This project is designed to create an API that can be used by companies and brands to gather information about what people are posting about them on one of the most popular social media platforms, Twitter.
This approach to get information about customers to cluster them do not require usage of loyalty cards, surveys, or mobile applications(aside from Twitter, of course) as used in many customer profiling cases.
The program created in this repository is an attempt to profile customers of a certain company with the aid of deep learning(Natural Language Processing), clustering and Twitter API.
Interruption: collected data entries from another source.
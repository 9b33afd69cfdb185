//! # AI Time Capsule
//!
//! Renders a static gallery page from a JSON collection of previously
//! scraped AI news articles. One invocation performs one linear pipeline:
//! fetch the collection, validate and sort it newest-first, build one HTML
//! card per article, splice the result into the host page shell's container
//! element, and write the assembled page out.
//!
//! ## Usage
//!
//! ```sh
//! ai_time_capsule -a https://example.github.io/capsule/ai_articles.json \
//!     -p ./site/ai-time-capsule.html -o ./public/ai-time-capsule.html
//! ```
//!
//! ## Pipeline
//!
//! 1. **Fetch**: One request for the article collection JSON
//! 2. **Validate**: Skip records missing required fields (with a warning)
//! 3. **Sort**: Newest first by publish date; undated records sort last
//! 4. **Render**: Cards, the empty-state message, or the error message
//! 5. **Assemble**: Splice into the shell's container and write the page
//!
//! Fetch and parse failures still produce a page: the container gets a
//! generic error message and the specific error goes to the log. Shell and
//! output file problems fail the run.

use clap::Parser;
use std::error::Error;
use tracing::{debug, error, info, instrument};
use tracing_subscriber::{fmt as tfmt, EnvFilter};

mod cli;
mod config;
mod error;
mod fetch;
mod models;
mod render;
mod renderer;
mod utils;

use cli::Cli;
use config::GalleryConfig;
use render::page::assemble_page;
use renderer::GalleryRenderer;
use utils::ensure_writable_parent;

#[tokio::main]
#[instrument]
async fn main() -> Result<(), Box<dyn Error>> {
    // --- Tracing init ---
    let filter = EnvFilter::try_from_default_env().unwrap_or_else(|_| EnvFilter::new("info"));
    tfmt()
        .with_env_filter(filter)
        .with_target(true)
        .with_file(false)
        .with_line_number(false)
        .with_timer(tracing_subscriber::fmt::time::UtcTime::rfc_3339())
        .init();

    let start_time = std::time::Instant::now();
    info!("ai_time_capsule starting up");

    // Parse CLI and resolve settings
    let args = Cli::parse();
    debug!(?args, "Parsed CLI arguments");
    let config = match GalleryConfig::resolve(&args) {
        Ok(config) => config,
        Err(e) => {
            error!(error = %e, "Configuration is unusable");
            return Err(e.into());
        }
    };
    info!(
        articles_url = %config.articles_url,
        page = %config.page.display(),
        output = %config.output.display(),
        container_id = %config.container_id,
        "Configuration resolved"
    );

    // Early check: ensure the output location is writable before any network work
    if let Err(e) = ensure_writable_parent(&config.output).await {
        error!(
            path = %config.output.display(),
            error = %e,
            "Output location is not writable (fix perms or choose a different path)"
        );
        return Err(e.into());
    }

    // ---- Load and render the gallery ----
    let renderer = GalleryRenderer::new(config);
    let gallery = renderer.load_and_render().await;

    // ---- Assemble and write the page ----
    let config = renderer.config();
    assemble_page(&config.page, &config.output, &config.container_id, &gallery).await?;

    let elapsed = start_time.elapsed();
    info!(
        ?elapsed,
        secs = elapsed.as_secs(),
        millis = elapsed.subsec_millis(),
        "Execution complete"
    );

    Ok(())
}
pub mod human;

pub use human::HumanMode;
use std::time::{Duration, Instant};

/// Run timer and per-session counters shown in the header
pub struct GameMetrics {
    /// Set while the clock is ticking
    run_started: Option<Instant>,
    /// Time banked before the last pause
    banked: Duration,
    pub games_played: u32,
}

impl GameMetrics {
    pub fn new() -> Self {
        Self {
            run_started: None,
            banked: Duration::ZERO,
            games_played: 0,
        }
    }

    pub fn on_game_start(&mut self) {
        self.banked = Duration::ZERO;
        self.run_started = Some(Instant::now());
    }

    pub fn on_pause(&mut self) {
        if let Some(started) = self.run_started.take() {
            self.banked += started.elapsed();
        }
    }

    pub fn on_resume(&mut self) {
        if self.run_started.is_none() {
            self.run_started = Some(Instant::now());
        }
    }

    pub fn on_game_over(&mut self) {
        self.on_pause();
        self.games_played += 1;
    }

    pub fn on_reset(&mut self) {
        self.run_started = None;
        self.banked = Duration::ZERO;
    }

    pub fn elapsed(&self) -> Duration {
        self.banked
            + self
                .run_started
                .map(|started| started.elapsed())
                .unwrap_or(Duration::ZERO)
    }

    pub fn format_time(&self) -> String {
        format_duration(self.elapsed())
    }
}

impl Default for GameMetrics {
    fn default() -> Self {
        Self::new()
    }
}

fn format_duration(elapsed: Duration) -> String {
    let total_secs = elapsed.as_secs();
    format!("{:02}:{:02}", total_secs / 60, total_secs % 60)
}

#[cfg(test)]
mod tests {
    use super::*;

    #[test]
    fn test_time_formatting() {
        assert_eq!(format_duration(Duration::from_secs(125)), "02:05");
        assert_eq!(format_duration(Duration::from_secs(0)), "00:00");
        assert_eq!(format_duration(Duration::from_secs(3661)), "61:01");
    }

    #[test]
    fn test_games_played() {
        let mut metrics = GameMetrics::new();

        metrics.on_game_start();
        metrics.on_game_over();
        metrics.on_reset();
        metrics.on_game_start();
        metrics.on_game_over();

        assert_eq!(metrics.games_played, 2);
    }

    #[test]
    fn test_timer_frozen_while_paused() {
        let mut metrics = GameMetrics::new();
        assert_eq!(metrics.elapsed(), Duration::ZERO);

        metrics.on_game_start();
        std::thread::sleep(Duration::from_millis(20));
        metrics.on_pause();

        let paused_at = metrics.elapsed();
        assert!(paused_at >= Duration::from_millis(20));
        std::thread::sleep(Duration::from_millis(20));
        assert_eq!(metrics.elapsed(), paused_at);

        metrics.on_resume();
        std::thread::sleep(Duration::from_millis(5));
        assert!(metrics.elapsed() > paused_at);
    }

    #[test]
    fn test_reset_clears_timer() {
        let mut metrics = GameMetrics::new();
        metrics.on_game_start();
        std::thread::sleep(Duration::from_millis(10));
        metrics.on_reset();

        assert_eq!(metrics.elapsed(), Duration::ZERO);
    }
}
//! Core game logic module for Snake
//!
//! This module contains all the game rules and the run lifecycle without any
//! terminal, timer or filesystem dependencies; those are injected through the
//! [`Clock`](crate::clock::Clock), [`Store`](crate::store::Store) and
//! [`Display`](crate::render::Display) traits.

pub mod action;
pub mod config;
pub mod engine;
pub mod session;
pub mod state;

// Re-export commonly used types
pub use action::{Command, Direction};
pub use config::{ConfigError, GameConfig, Palette, parse_hex_color};
pub use engine::{GameEngine, StepInfo};
pub use session::{Game, TickOutcome};
pub use state::{EndReason, GameState, Phase, Position, Snake};
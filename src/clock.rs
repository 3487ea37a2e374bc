//! Tick scheduling
//!
//! The game decides *when* the clock runs (start, pause, resume, end); the
//! host decides *how* ticks are delivered. [`IntervalClock`] drives a real
//! terminal session on tokio timers, [`ManualClock`] lets tests step time by
//! hand.

use std::time::Duration;
use tokio::time::{Instant, Interval, MissedTickBehavior, interval_at};

/// A periodic timer the game can start and stop
pub trait Clock {
    /// Begin ticking every `period`, replacing any running timer
    fn start(&mut self, period: Duration);
    fn stop(&mut self);
    fn is_running(&self) -> bool;
}

/// Tokio-backed clock
///
/// The active timer lives in its own handle; stopping drops it and starting
/// builds a fresh one, so a resumed game waits a full period before moving.
#[derive(Debug, Default)]
pub struct IntervalClock {
    interval: Option<Interval>,
}

impl IntervalClock {
    pub fn new() -> Self {
        Self::default()
    }

    /// Resolve on the next tick; never resolves while stopped
    pub async fn next_tick(&mut self) {
        match self.interval.as_mut() {
            Some(interval) => {
                interval.tick().await;
            }
            None => std::future::pending::<()>().await,
        }
    }
}

impl Clock for IntervalClock {
    fn start(&mut self, period: Duration) {
        let mut interval = interval_at(Instant::now() + period, period);
        interval.set_missed_tick_behavior(MissedTickBehavior::Delay);
        self.interval = Some(interval);
    }

    fn stop(&mut self) {
        self.interval = None;
    }

    fn is_running(&self) -> bool {
        self.interval.is_some()
    }
}

/// Clock that only records what it was asked to do
#[derive(Debug, Default, Clone, PartialEq, Eq)]
pub struct ManualClock {
    pub period: Option<Duration>,
    pub starts: usize,
    pub stops: usize,
}

impl Clock for ManualClock {
    fn start(&mut self, period: Duration) {
        self.period = Some(period);
        self.starts += 1;
    }

    fn stop(&mut self) {
        self.period = None;
        self.stops += 1;
    }

    fn is_running(&self) -> bool {
        self.period.is_some()
    }
}
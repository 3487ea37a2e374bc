use anyhow::Result;
use crossterm::event::{Event, EventStream, KeyEventKind};
use futures::StreamExt;
use std::time::Duration;
use tokio::time::interval;

use crate::clock::IntervalClock;
use crate::game::{Game, GameConfig, Phase};
use crate::input::{InputHandler, KeyAction};
use crate::render::{Display, TerminalDisplay};
use crate::store::Store;

pub struct HumanMode<S: Store, D: Display> {
    game: Game<IntervalClock, S, D>,
    input_handler: InputHandler,
    should_quit: bool,
}

impl<S: Store> HumanMode<S, TerminalDisplay> {
    /// Take over the terminal and lay out a new game
    pub fn launch(config: GameConfig, store: S) -> Result<Self> {
        let display = TerminalDisplay::enter(&config.palette)?;
        let game = Game::new(config, IntervalClock::new(), store, display)?;
        Ok(Self::new(game))
    }

    pub async fn run(&mut self) -> Result<()> {
        let result = self.run_game_loop().await;

        // Cleanup terminal
        self.game.display_mut().restore()?;

        result
    }
}

impl<S: Store, D: Display> HumanMode<S, D> {
    pub fn new(game: Game<IntervalClock, S, D>) -> Self {
        Self {
            game,
            input_handler: InputHandler::new(),
            should_quit: false,
        }
    }

    pub fn game(&self) -> &Game<IntervalClock, S, D> {
        &self.game
    }

    async fn run_game_loop(&mut self) -> Result<()> {
        let mut event_stream = EventStream::new();

        // Keeps the run timer in the header moving between ticks
        let mut refresh_timer = interval(Duration::from_secs(1));

        loop {
            tokio::select! {
                // Handle terminal events
                maybe_event = event_stream.next() => {
                    match maybe_event {
                        Some(Ok(event)) => self.handle_event(event)?,
                        Some(Err(err)) => log::warn!("Terminal event error: {err}"),
                        None => self.should_quit = true,
                    }
                }

                // Game logic tick, only while the clock is started
                _ = self.game.clock_mut().next_tick() => {
                    let outcome = self.game.tick()?;
                    log::trace!("Tick: {outcome:?}");
                }

                _ = refresh_timer.tick() => {
                    if self.game.state().phase == Phase::Running {
                        self.game.redraw()?;
                    }
                }

                // Handle Ctrl+C
                _ = tokio::signal::ctrl_c() => {
                    self.should_quit = true;
                }
            }

            if self.should_quit {
                break;
            }
        }

        log::info!("Quitting");
        Ok(())
    }

    fn handle_event(&mut self, event: Event) -> Result<()> {
        match event {
            Event::Key(key) => {
                // Only process key press events, not release
                if key.kind != KeyEventKind::Press {
                    return Ok(());
                }

                let action = self.input_handler.handle_key_event(key);
                self.apply(action)
            }
            Event::Resize(..) => self.game.redraw(),
            _ => Ok(()),
        }
    }

    fn apply(&mut self, action: KeyAction) -> Result<()> {
        match action {
            KeyAction::Command(command) => self.game.handle(command),
            KeyAction::Quit => {
                self.should_quit = true;
                Ok(())
            }
            KeyAction::None => Ok(()),
        }
    }
}

#[cfg(test)]
mod tests {
    use super::*;
    use crate::clock::Clock;
    use crate::game::{Command, Direction};
    use crate::render::RecordingDisplay;
    use crate::store::MemoryStore;
    use crossterm::event::{KeyCode, KeyEvent, KeyModifiers};

    fn mode() -> HumanMode<MemoryStore, RecordingDisplay> {
        let game = Game::new(
            GameConfig::default(),
            IntervalClock::new(),
            MemoryStore::default(),
            RecordingDisplay::default(),
        )
        .unwrap();
        HumanMode::new(game)
    }

    fn key(code: KeyCode) -> Event {
        Event::Key(KeyEvent::new(code, KeyModifiers::NONE))
    }

    #[test]
    fn test_game_initialization() {
        let mode = mode();
        assert_eq!(mode.game().state().phase, Phase::Idle);
        assert_eq!(mode.game().state().score, 0);
        assert!(!mode.should_quit);
    }

    #[tokio::test]
    async fn test_enter_starts_and_space_pauses() {
        let mut mode = mode();

        mode.handle_event(key(KeyCode::Enter)).unwrap();
        assert_eq!(mode.game().state().phase, Phase::Running);
        assert!(mode.game().clock().is_running());

        mode.handle_event(key(KeyCode::Char(' '))).unwrap();
        assert_eq!(mode.game().state().phase, Phase::Paused);
        assert!(!mode.game().clock().is_running());
    }

    #[tokio::test]
    async fn test_arrow_queues_turn() {
        let mut mode = mode();
        mode.apply(KeyAction::Command(Command::Start)).unwrap();

        mode.handle_event(key(KeyCode::Up)).unwrap();
        assert_eq!(mode.game().state().pending_direction, Direction::Up);
    }

    #[test]
    fn test_reset_and_quit() {
        let mut mode = mode();

        mode.handle_event(key(KeyCode::Char('r'))).unwrap();
        assert_eq!(mode.game().state().phase, Phase::Idle);

        mode.handle_event(key(KeyCode::Char('q'))).unwrap();
        assert!(mode.should_quit);
    }

    #[test]
    fn test_resize_redraws() {
        let mut mode = mode();
        let frames = mode.game().display().frames.len();

        mode.handle_event(Event::Resize(100, 40)).unwrap();
        assert_eq!(mode.game().display().frames.len(), frames + 1);
    }
}
use serde::{Deserialize, Serialize};
use std::path::Path;
use std::time::Duration;
use thiserror::Error;

/// Errors raised while loading or validating a configuration
#[derive(Debug, Error)]
pub enum ConfigError {
    #[error("failed to read config file {path:?}")]
    Io {
        path: std::path::PathBuf,
        #[source]
        source: std::io::Error,
    },
    #[error("failed to parse config file {path:?}")]
    Parse {
        path: std::path::PathBuf,
        #[source]
        source: serde_json::Error,
    },
    #[error("invalid colour {0:?}, expected #RRGGBB")]
    InvalidColor(String),
    #[error("block size must be greater than zero")]
    ZeroBlockSize,
    #[error("grid must be at least {min}x1 cells to fit the snake, got {width}x{height}")]
    GridTooSmall { width: usize, height: usize, min: usize },
}

/// Colours used to paint the board, as `#RRGGBB` strings
#[derive(Debug, Clone, PartialEq, Eq, Serialize, Deserialize)]
#[serde(default)]
pub struct Palette {
    pub snake: String,
    pub snake_head: String,
    pub snake_border: String,
    pub food: String,
    pub food_border: String,
    pub background: String,
    pub border: String,
}

impl Default for Palette {
    fn default() -> Self {
        Self {
            snake: "#4CAF50".to_string(),
            snake_head: "#66BB6A".to_string(),
            snake_border: "#2E7D32".to_string(),
            food: "#FF4444".to_string(),
            food_border: "#CC0000".to_string(),
            background: "#000000".to_string(),
            border: "#4CAF50".to_string(),
        }
    }
}

impl Palette {
    /// Check that every entry parses
    pub fn validate(&self) -> Result<(), ConfigError> {
        for color in [
            &self.snake,
            &self.snake_head,
            &self.snake_border,
            &self.food,
            &self.food_border,
            &self.background,
            &self.border,
        ] {
            parse_hex_color(color)?;
        }
        Ok(())
    }
}

/// Parse a `#RRGGBB` string into its red, green and blue components
pub fn parse_hex_color(value: &str) -> Result<(u8, u8, u8), ConfigError> {
    let invalid = || ConfigError::InvalidColor(value.to_string());

    let hex = value.strip_prefix('#').ok_or_else(invalid)?;
    if hex.len() != 6 || !hex.is_ascii() {
        return Err(invalid());
    }

    let channel = |range: std::ops::Range<usize>| {
        u8::from_str_radix(&hex[range], 16).map_err(|_| invalid())
    };

    Ok((channel(0..2)?, channel(2..4)?, channel(4..6)?))
}

/// Configuration for the game
///
/// The board is measured the way a drawing surface is: a canvas size in
/// pixels divided into square blocks. One block is one grid cell.
#[derive(Debug, Clone, PartialEq, Serialize, Deserialize)]
#[serde(default)]
pub struct GameConfig {
    /// Width of the drawing surface
    pub canvas_width: usize,
    /// Height of the drawing surface
    pub canvas_height: usize,
    /// Edge length of one cell
    pub block_size: usize,
    /// Ticks per second
    pub fps: u32,
    /// Points awarded per food eaten
    pub food_score: u32,
    /// Initial length of the snake
    pub initial_snake_length: usize,
    pub palette: Palette,
}

impl Default for GameConfig {
    fn default() -> Self {
        Self {
            canvas_width: 800,
            canvas_height: 600,
            block_size: 20,
            fps: 15,
            food_score: 10,
            initial_snake_length: 3,
            palette: Palette::default(),
        }
    }
}

impl GameConfig {
    /// Create a configuration whose grid is `width` x `height` cells
    pub fn with_grid(width: usize, height: usize) -> Self {
        let defaults = Self::default();
        Self {
            canvas_width: width * defaults.block_size,
            canvas_height: height * defaults.block_size,
            ..defaults
        }
    }

    /// Create a small grid for testing
    pub fn small() -> Self {
        Self::with_grid(10, 10)
    }

    /// Load a configuration from a JSON file, defaulting missing fields
    pub fn from_file(path: &Path) -> Result<Self, ConfigError> {
        let content = std::fs::read_to_string(path).map_err(|source| ConfigError::Io {
            path: path.to_path_buf(),
            source,
        })?;
        let config: Self = serde_json::from_str(&content).map_err(|source| ConfigError::Parse {
            path: path.to_path_buf(),
            source,
        })?;
        config.validate()?;
        Ok(config)
    }

    /// Resize the grid, keeping the block size
    pub fn set_grid(&mut self, width: usize, height: usize) {
        self.canvas_width = width * self.block_size;
        self.canvas_height = height * self.block_size;
    }

    pub fn grid_width(&self) -> usize {
        self.canvas_width / self.block_size.max(1)
    }

    pub fn grid_height(&self) -> usize {
        self.canvas_height / self.block_size.max(1)
    }

    /// Time between two ticks
    pub fn tick_interval(&self) -> Duration {
        Duration::from_secs(1) / self.fps.max(1)
    }

    pub fn validate(&self) -> Result<(), ConfigError> {
        if self.block_size == 0 {
            return Err(ConfigError::ZeroBlockSize);
        }

        // The starting snake extends left from the centre column.
        let min = self.initial_snake_length.max(1) * 2;
        if self.grid_width() < min || self.grid_height() == 0 {
            return Err(ConfigError::GridTooSmall {
                width: self.grid_width(),
                height: self.grid_height(),
                min,
            });
        }

        self.palette.validate()
    }
}

#[cfg(test)]
mod tests {
    use super::*;

    #[test]
    fn test_default_config() {
        let config = GameConfig::default();
        assert_eq!(config.grid_width(), 40);
        assert_eq!(config.grid_height(), 30);
        assert_eq!(config.initial_snake_length, 3);
        assert_eq!(config.food_score, 10);
        assert!(config.validate().is_ok());
    }

    #[test]
    fn test_custom_grid() {
        let config = GameConfig::with_grid(15, 12);
        assert_eq!(config.grid_width(), 15);
        assert_eq!(config.grid_height(), 12);
    }

    #[test]
    fn test_tick_interval() {
        let config = GameConfig::default();
        assert_eq!(config.tick_interval(), Duration::from_secs(1) / 15);

        let stalled = GameConfig {
            fps: 0,
            ..GameConfig::default()
        };
        assert_eq!(stalled.tick_interval(), Duration::from_secs(1));
    }

    #[test]
    fn test_parse_hex_color() {
        assert_eq!(parse_hex_color("#4CAF50").unwrap(), (0x4c, 0xaf, 0x50));
        assert_eq!(parse_hex_color("#000000").unwrap(), (0, 0, 0));
        assert!(parse_hex_color("4CAF50").is_err());
        assert!(parse_hex_color("#4CAF5").is_err());
        assert!(parse_hex_color("#GGGGGG").is_err());
    }

    #[test]
    fn test_validate_rejects_tiny_grid() {
        let config = GameConfig::with_grid(4, 4);
        assert!(matches!(
            config.validate(),
            Err(ConfigError::GridTooSmall { .. })
        ));
    }

    #[test]
    fn test_partial_json_uses_defaults() {
        let config: GameConfig = serde_json::from_str(r#"{"fps": 8}"#).unwrap();
        assert_eq!(config.fps, 8);
        assert_eq!(config.grid_width(), 40);
        assert_eq!(config.palette, Palette::default());
    }

    #[test]
    fn test_from_file() {
        let dir = tempfile::tempdir().unwrap();
        let path = dir.path().join("snake.json");
        std::fs::write(&path, r##"{"canvas_width": 400, "palette": {"food": "#00FF00"}}"##)
            .unwrap();

        let config = GameConfig::from_file(&path).unwrap();
        assert_eq!(config.grid_width(), 20);
        assert_eq!(config.palette.food, "#00FF00");
        assert_eq!(config.palette.snake, "#4CAF50");
    }

    #[test]
    fn test_from_file_rejects_bad_colour() {
        let dir = tempfile::tempdir().unwrap();
        let path = dir.path().join("snake.json");
        std::fs::write(&path, r#"{"palette": {"food": "red"}}"#).unwrap();

        assert!(matches!(
            GameConfig::from_file(&path),
            Err(ConfigError::InvalidColor(_))
        ));
    }
}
All data retrieved from Twitter API will not violate privacy of any user. The program takes ONLY the information that can be used in profiling them. The information taken about the user will not in any way suffice to figure out the identity of a single user at any case.
-
The system will retrieve Tweets mentioning the company Twitter handle or including a specific set of keywords.
-
Retrieved Tweets will be analyzed to determine the sentiment and subjectivity of the Tweet.
-
Determined sentiment analysis results, long with other few details about the author of the Tweet(again, no privacy violation) will be stored in a database to be used by the clustering program.
-
Clustering program will take information from the database and profile similar customers together and store clustering details in the database.
-
Details about clusters of customers can be accessed by the marketing team and can do direct, effective advertising to customers using Twitter API.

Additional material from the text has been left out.